The Last Dragon was released in theatres by TriStar Pictures on March 22, 1985. The film was a financial success despite a mixed reception by critics, and is considered a cult classic.

Plot 
In New York City, Leroy Green (also known as "Bruce Leeroy") has dreams of becoming a great martial artist like his idol Bruce Lee. His master explains that he has reached the final level of martial arts accomplishment known as "The Last Dragon." Martial artists who reach this final level are said to be able to concentrate such mystical energy into their hands that they begin to glow. Only a true martial arts master would be able to exhibit "The Glow" over his entire body. Leroy doesn't fully understand and, in possession of a medal supposedly belonging to Bruce Lee, Leroy embarks upon a spiritual journey to find Master Sum Dum Goy, whom his master claims can help Leroy unlock the power of "The Glow."

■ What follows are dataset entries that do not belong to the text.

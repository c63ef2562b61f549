//! Query descriptors.
//!
//! A [`QueryDescriptor`] says what a consumer wants to read: which resources,
//! which fields, which equality filters, in what order, and whether the query
//! is currently switched off. Descriptors are immutable values; changing a
//! query means building a new descriptor.
//!
//! Equality is structural. Filters live in a sorted map, so two descriptors
//! built with the same filters in a different order compare equal. This is
//! what lets a binding ignore descriptor churn that does not change the
//! query.

use std::borrow::Borrow;
use std::collections::{BTreeMap, HashSet};
use std::fmt;
use std::sync::Arc;

use crate::error::DescriptorError;
use crate::scalar::Scalar;

/// Projection selecting every field.
pub const SELECT_ALL: &str = "*";

/// Name of a remote resource (a table or view).
///
/// Construction never fails; [`QueryDescriptor::validate`] rejects malformed
/// names so the error surfaces on the binding that uses them.
#[derive(Debug, Clone, PartialEq, Eq, Hash, PartialOrd, Ord)]
pub struct ResourceName(Arc<str>);

impl ResourceName {
	/// Wraps a resource name.
	pub fn new(name: impl AsRef<str>) -> Self {
		Self(Arc::from(name.as_ref()))
	}

	/// The name as text.
	pub fn as_str(&self) -> &str {
		&self.0
	}

	/// Checks the name is a plain identifier (`[A-Za-z0-9_.-]+`).
	pub fn check(&self) -> Result<(), DescriptorError> {
		let valid = !self.0.is_empty()
			&& self
				.0
				.chars()
				.all(|c| c.is_ascii_alphanumeric() || matches!(c, '_' | '-' | '.'));
		if valid { Ok(()) } else { Err(DescriptorError::InvalidResource(self.0.to_string())) }
	}
}

impl fmt::Display for ResourceName {
	fn fmt(&self, f: &mut fmt::Formatter<'_>) -> fmt::Result {
		f.write_str(&self.0)
	}
}

impl Borrow<str> for ResourceName {
	fn borrow(&self) -> &str {
		&self.0
	}
}

impl From<&str> for ResourceName {
	fn from(name: &str) -> Self {
		Self::new(name)
	}
}

impl From<String> for ResourceName {
	fn from(name: String) -> Self {
		Self::new(name)
	}
}

/// Sort clause.
#[derive(Debug, Clone, PartialEq, Eq, Hash)]
pub struct Order {
	/// Field to sort by.
	pub field: String,
	/// Ascending when true.
	pub ascending: bool,
}

impl Order {
	/// Ascending order on `field`.
	pub fn asc(field: impl Into<String>) -> Self {
		Self {
			field: field.into(),
			ascending: true,
		}
	}

	/// Descending order on `field`.
	pub fn desc(field: impl Into<String>) -> Self {
		Self {
			field: field.into(),
			ascending: false,
		}
	}
}

/// Immutable description of the records a consumer wants.
#[derive(Debug, Clone, PartialEq, Eq, Hash)]
pub struct QueryDescriptor {
	resources: Vec<ResourceName>,
	projection: String,
	filters: BTreeMap<String, Scalar>,
	order: Option<Order>,
	inactive: bool,
}

impl QueryDescriptor {
	/// Selects every field of `resource`, unfiltered and unordered.
	pub fn new(resource: impl Into<ResourceName>) -> Self {
		Self {
			resources: vec![resource.into()],
			projection: SELECT_ALL.to_string(),
			filters: BTreeMap::new(),
			order: None,
			inactive: false,
		}
	}

	/// An inactive descriptor naming no resource.
	///
	/// Binding it performs no work; useful while a consumer is not ready to
	/// query yet.
	pub fn disabled() -> Self {
		Self {
			resources: Vec::new(),
			projection: SELECT_ALL.to_string(),
			filters: BTreeMap::new(),
			order: None,
			inactive: true,
		}
	}

	/// Adds a secondary resource whose changes also invalidate the query.
	#[must_use]
	pub fn with_resource(mut self, resource: impl Into<ResourceName>) -> Self {
		self.resources.push(resource.into());
		self
	}

	/// Sets the projection (`"*"` or a comma-separated field list).
	#[must_use]
	pub fn select(mut self, projection: impl Into<String>) -> Self {
		self.projection = projection.into();
		self
	}

	/// Adds an equality filter, replacing any filter on the same field.
	#[must_use]
	pub fn filter(mut self, field: impl Into<String>, value: impl Into<Scalar>) -> Self {
		self.filters.insert(field.into(), value.into());
		self
	}

	/// Adds an equality filter when `value` is present.
	///
	/// Absent values are excluded from the descriptor entirely rather than
	/// matching nulls.
	#[must_use]
	pub fn filter_opt<V: Into<Scalar>>(self, field: impl Into<String>, value: Option<V>) -> Self {
		match value {
			Some(value) => self.filter(field, value),
			None => self,
		}
	}

	/// Sets the sort clause.
	#[must_use]
	pub fn order(mut self, order: Order) -> Self {
		self.order = Some(order);
		self
	}

	/// Switches the query off (or back on).
	#[must_use]
	pub fn inactive(mut self, inactive: bool) -> Self {
		self.inactive = inactive;
		self
	}

	/// All resources, primary first.
	pub fn resources(&self) -> &[ResourceName] {
		&self.resources
	}

	/// The resource records are read from.
	pub fn primary_resource(&self) -> Option<&ResourceName> {
		self.resources.first()
	}

	/// Field selection.
	pub fn projection(&self) -> &str {
		&self.projection
	}

	/// Equality filters, sorted by field name.
	pub fn filters(&self) -> &BTreeMap<String, Scalar> {
		&self.filters
	}

	/// Sort clause, if any.
	pub fn order_by(&self) -> Option<&Order> {
		self.order.as_ref()
	}

	/// Whether the query is switched off.
	pub fn is_inactive(&self) -> bool {
		self.inactive
	}

	/// Checks the descriptor can be executed.
	///
	/// Inactive descriptors are never executed and always pass.
	pub fn validate(&self) -> Result<(), DescriptorError> {
		if self.inactive {
			return Ok(());
		}
		if self.resources.is_empty() {
			return Err(DescriptorError::NoResource);
		}
		let mut seen = HashSet::with_capacity(self.resources.len());
		for resource in &self.resources {
			resource.check()?;
			if !seen.insert(resource.as_str()) {
				return Err(DescriptorError::DuplicateResource(resource.to_string()));
			}
		}
		if self.projection.trim().is_empty() {
			return Err(DescriptorError::EmptyProjection);
		}
		if self.filters.keys().any(|field| field.trim().is_empty()) {
			return Err(DescriptorError::EmptyFilterField);
		}
		if self.order.as_ref().is_some_and(|o| o.field.trim().is_empty()) {
			return Err(DescriptorError::EmptyOrderField);
		}
		Ok(())
	}

	/// Stable textual form, used in logs.
	pub fn canonical(&self) -> String {
		self.to_string()
	}
}

impl fmt::Display for QueryDescriptor {
	fn fmt(&self, f: &mut fmt::Formatter<'_>) -> fmt::Result {
		let resources: Vec<&str> = self.resources.iter().map(ResourceName::as_str).collect();
		write!(f, "{} select={}", resources.join("+"), self.projection)?;
		for (field, value) in &self.filters {
			write!(f, " {field}={value}")?;
		}
		if let Some(order) = &self.order {
			write!(f, " order={}:{}", order.field, if order.ascending { "asc" } else { "desc" })?;
		}
		if self.inactive {
			f.write_str(" inactive")?;
		}
		Ok(())
	}
}
//! Query descriptors and the transport contracts live queries run against.
//!
//! * [`QueryDescriptor`]: immutable, structurally compared description of a
//!   query (resources, projection, equality filters, order, inactive flag).
//! * [`QueryTransport`]: executes one cancellable fetch.
//! * [`ChangeFeed`]: opens push channels that report which resources changed.

#![warn(missing_docs)]

pub mod descriptor;
pub mod error;
pub mod feed;
pub mod scalar;
pub mod transport;

pub use descriptor::{Order, QueryDescriptor, ResourceName, SELECT_ALL};
pub use error::{DescriptorError, FeedError, TransportError};
pub use feed::{ChangeFeed, FeedChannel, SilentFeed};
pub use scalar::Scalar;
pub use transport::{FetchRequest, QueryTransport};
/// Re-export so transports and callers share one token type.
pub use tokio_util::sync::CancellationToken;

Another martial artist, Sho'nuff (also known as "The Shogun of Harlem") sees Leroy as the only obstacle to being acknowledged as the true master of martial arts. When Leroy refuses to fight him, a furious Sho'nuff attempts to menace Leroy into accepting his challenge. Accompanied by his minions Crunch, Beast, and Cyclone, Sho'nuff barges into Leroy's martial arts school. The gang assaults Johnny Yu, one of Leroy's students, demanding that Leroy bow before Sho'nuff. Finally, Sho'nuff and company ransack the Green family's pizza restaurant.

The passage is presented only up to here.